(Saved entries)
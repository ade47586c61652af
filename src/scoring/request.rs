//! Wire shapes of the requests the engine consumes.
//!
//! Field names are camelCase to match what scoring clients send.

use serde::{Deserialize, Serialize};
use serde_json::Value;

use crate::db::models::{CurrentPlayers, PlayerRef, MAX_RUNS_PER_BALL};
use crate::error::ScoringError;

/// One delivery as described by the scorer.  Every token is optional and
/// parsed leniently by the classifier.
#[derive(Debug, Clone, Default, PartialEq, Serialize, Deserialize)]
#[serde(rename_all = "camelCase", default)]
pub struct RawBall {
    pub runs: u32,
    #[serde(alias = "extras", skip_serializing_if = "Option::is_none")]
    pub extra_type: Option<String>,
    pub is_wicket: bool,
    #[serde(skip_serializing_if = "Option::is_none")]
    pub wicket_kind: Option<String>,
    #[serde(skip_serializing_if = "Option::is_none")]
    pub striker_name: Option<String>,
    #[serde(skip_serializing_if = "Option::is_none")]
    pub striker_id: Option<String>,
    #[serde(skip_serializing_if = "Option::is_none")]
    pub non_striker_name: Option<String>,
    #[serde(skip_serializing_if = "Option::is_none")]
    pub non_striker_id: Option<String>,
    #[serde(skip_serializing_if = "Option::is_none")]
    pub bowler_name: Option<String>,
    #[serde(skip_serializing_if = "Option::is_none")]
    pub bowler_id: Option<String>,
    #[serde(skip_serializing_if = "Option::is_none")]
    pub wicket_player_name: Option<String>,
    #[serde(skip_serializing_if = "Option::is_none")]
    pub wicket_player_id: Option<String>,
    #[serde(skip_serializing_if = "Option::is_none")]
    pub fielder_name: Option<String>,
    #[serde(skip_serializing_if = "Option::is_none")]
    pub commentary: Option<String>,
}

/// The people involved in one delivery, after falling back to the match's
/// current players for anything the request left out.
#[derive(Debug, Clone, PartialEq)]
pub struct Participants {
    pub striker: PlayerRef,
    pub non_striker: Option<PlayerRef>,
    pub bowler: PlayerRef,
    pub wicket_player: Option<PlayerRef>,
    pub fielder: Option<String>,
    pub commentary: Option<String>,
}

impl RawBall {
    pub fn new(runs: u32) -> Self {
        RawBall {
            runs,
            ..Default::default()
        }
    }

    pub fn striker(mut self, name: &str) -> Self {
        self.striker_name = Some(name.to_string());
        self
    }

    pub fn non_striker(mut self, name: &str) -> Self {
        self.non_striker_name = Some(name.to_string());
        self
    }

    pub fn bowler(mut self, name: &str) -> Self {
        self.bowler_name = Some(name.to_string());
        self
    }

    pub fn extra(mut self, token: &str) -> Self {
        self.extra_type = Some(token.to_string());
        self
    }

    pub fn wicket(mut self, kind: &str) -> Self {
        self.is_wicket = true;
        self.wicket_kind = Some(kind.to_string());
        self
    }

    pub fn dismissed(mut self, name: &str) -> Self {
        self.wicket_player_name = Some(name.to_string());
        self
    }

    pub fn fielder(mut self, name: &str) -> Self {
        self.fielder_name = Some(name.to_string());
        self
    }

    /// Resolves striker, non-striker and bowler, falling back to `current`.
    pub fn participants(&self, current: &CurrentPlayers) -> Result<Participants, ScoringError> {
        if self.runs > MAX_RUNS_PER_BALL {
            return Err(ScoringError::InvalidRequest(format!(
                "{} runs off one ball (at most {})",
                self.runs, MAX_RUNS_PER_BALL
            )));
        }
        let striker = PlayerRef::from_parts(self.striker_name.as_deref(), self.striker_id.as_deref())
            .or_else(|| current.striker.clone())
            .ok_or(ScoringError::MissingStriker)?;
        let bowler = PlayerRef::from_parts(self.bowler_name.as_deref(), self.bowler_id.as_deref())
            .or_else(|| current.bowler.clone())
            .ok_or(ScoringError::MissingBowler)?;
        let non_striker =
            PlayerRef::from_parts(self.non_striker_name.as_deref(), self.non_striker_id.as_deref())
                .or_else(|| current.non_striker.clone());
        Ok(Participants {
            striker,
            non_striker,
            bowler,
            wicket_player: PlayerRef::from_parts(
                self.wicket_player_name.as_deref(),
                self.wicket_player_id.as_deref(),
            ),
            fielder: self
                .fielder_name
                .as_deref()
                .map(str::trim)
                .filter(|f| !f.is_empty())
                .map(str::to_string),
            commentary: self.commentary.clone(),
        })
    }
}

/// `{ mode: "absolute", ... }`: replay a full ball log, or overwrite totals
/// when per-ball detail is unavailable.
#[derive(Debug, Clone, Default, PartialEq, Serialize, Deserialize)]
#[serde(rename_all = "camelCase", default)]
pub struct AbsoluteRequest {
    pub runs: Option<u32>,
    pub wickets: Option<u32>,
    /// Over notation, e.g. `12.3`.
    pub overs: Option<f64>,
    pub ball_events: Option<Vec<RawBall>>,
}

#[derive(Debug, Clone, PartialEq)]
pub enum ScoringRequest {
    Delivery(RawBall),
    Absolute(AbsoluteRequest),
}

impl ScoringRequest {
    pub fn from_value(value: Value) -> Result<Self, ScoringError> {
        let mode = value
            .get("mode")
            .and_then(Value::as_str)
            .map(|m| m.trim().to_lowercase());
        let parsed = match mode.as_deref() {
            Some("absolute") => serde_json::from_value(value).map(ScoringRequest::Absolute),
            None | Some("") | Some("incremental") => {
                serde_json::from_value(value).map(ScoringRequest::Delivery)
            }
            Some(other) => {
                return Err(ScoringError::InvalidRequest(format!(
                    "unknown mode '{}'",
                    other
                )))
            }
        };
        parsed.map_err(|e| ScoringError::InvalidRequest(e.to_string()))
    }

    pub fn from_json(body: &str) -> Result<Self, ScoringError> {
        let value: Value =
            serde_json::from_str(body).map_err(|e| ScoringError::InvalidRequest(e.to_string()))?;
        Self::from_value(value)
    }
}

#[derive(Debug, Clone, PartialEq, Eq, Serialize, Deserialize)]
#[serde(rename_all = "camelCase")]
pub struct TossRequest {
    pub toss_winner_team: String,
    pub decision: String,
}

/// Names the batters and bowler for the next delivery; absent fields keep
/// their current value.
#[derive(Debug, Clone, Default, PartialEq, Eq, Serialize, Deserialize)]
#[serde(rename_all = "camelCase", default)]
pub struct PlayersRequest {
    pub striker_name: Option<String>,
    pub striker_id: Option<String>,
    pub non_striker_name: Option<String>,
    pub non_striker_id: Option<String>,
    pub bowler_name: Option<String>,
    pub bowler_id: Option<String>,
}

#[cfg(test)]
mod tests {
    use super::*;
    use serde_json::json;

    #[test]
    fn test_incremental_request_parses_extras_alias() {
        let req = ScoringRequest::from_value(json!({
            "runs": 1,
            "isWicket": false,
            "extras": "wd",
            "strikerName": "Rohit",
            "bowlerName": "Starc"
        }))
        .unwrap();
        match req {
            ScoringRequest::Delivery(ball) => {
                assert_eq!(ball.extra_type.as_deref(), Some("wd"));
                assert_eq!(ball.striker_name.as_deref(), Some("Rohit"));
            }
            other => panic!("Expected delivery, got {:?}", other),
        }
    }

    #[test]
    fn test_absolute_request_with_ball_events() {
        let req = ScoringRequest::from_value(json!({
            "mode": "absolute",
            "runs": 4,
            "wickets": 0,
            "overs": 0.1,
            "ballEvents": [{ "runs": 4, "strikerName": "A", "bowlerName": "X" }]
        }))
        .unwrap();
        match req {
            ScoringRequest::Absolute(abs) => {
                assert_eq!(abs.runs, Some(4));
                assert_eq!(abs.ball_events.map(|b| b.len()), Some(1));
            }
            other => panic!("Expected absolute, got {:?}", other),
        }
    }

    #[test]
    fn test_unknown_mode_rejected() {
        let err = ScoringRequest::from_value(json!({ "mode": "delta" })).unwrap_err();
        assert!(matches!(err, ScoringError::InvalidRequest(_)));
    }

    #[test]
    fn test_negative_runs_rejected() {
        assert!(ScoringRequest::from_json(r#"{"runs": -1}"#).is_err());
    }

    #[test]
    fn test_participants_fall_back_to_current() {
        let current = CurrentPlayers {
            striker: Some(PlayerRef::new("A")),
            non_striker: Some(PlayerRef::new("B")),
            bowler: Some(PlayerRef::new("X")),
        };
        let who = RawBall::new(0).participants(&current).unwrap();
        assert_eq!(who.striker.name, "A");
        assert_eq!(who.bowler.name, "X");

        let err = RawBall::new(0)
            .striker("A")
            .participants(&CurrentPlayers::default())
            .unwrap_err();
        assert_eq!(err, ScoringError::MissingBowler);

        let blank = RawBall::new(0).striker("  ").bowler("X");
        assert_eq!(
            blank.participants(&CurrentPlayers::default()).unwrap_err(),
            ScoringError::MissingStriker
        );
    }

    #[test]
    fn test_runs_per_ball_are_bounded() {
        let ball = RawBall::new(MAX_RUNS_PER_BALL).striker("A").bowler("X");
        assert!(ball.participants(&CurrentPlayers::default()).is_ok());

        let req = ScoringRequest::from_json(
            r#"{"runs": 4294967295, "strikerName": "A", "bowlerName": "X"}"#,
        )
        .unwrap();
        let ScoringRequest::Delivery(ball) = req else {
            panic!("Expected delivery");
        };
        assert!(matches!(
            ball.participants(&CurrentPlayers::default()),
            Err(ScoringError::InvalidRequest(_))
        ));
    }
}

How to complete this task
Filter the entries by the string "Rohit" and copy each matching line.

Written reply
            "strikerName": "Rohit",
                assert_eq!(ball.striker_name.as_deref(), Some("Rohit"));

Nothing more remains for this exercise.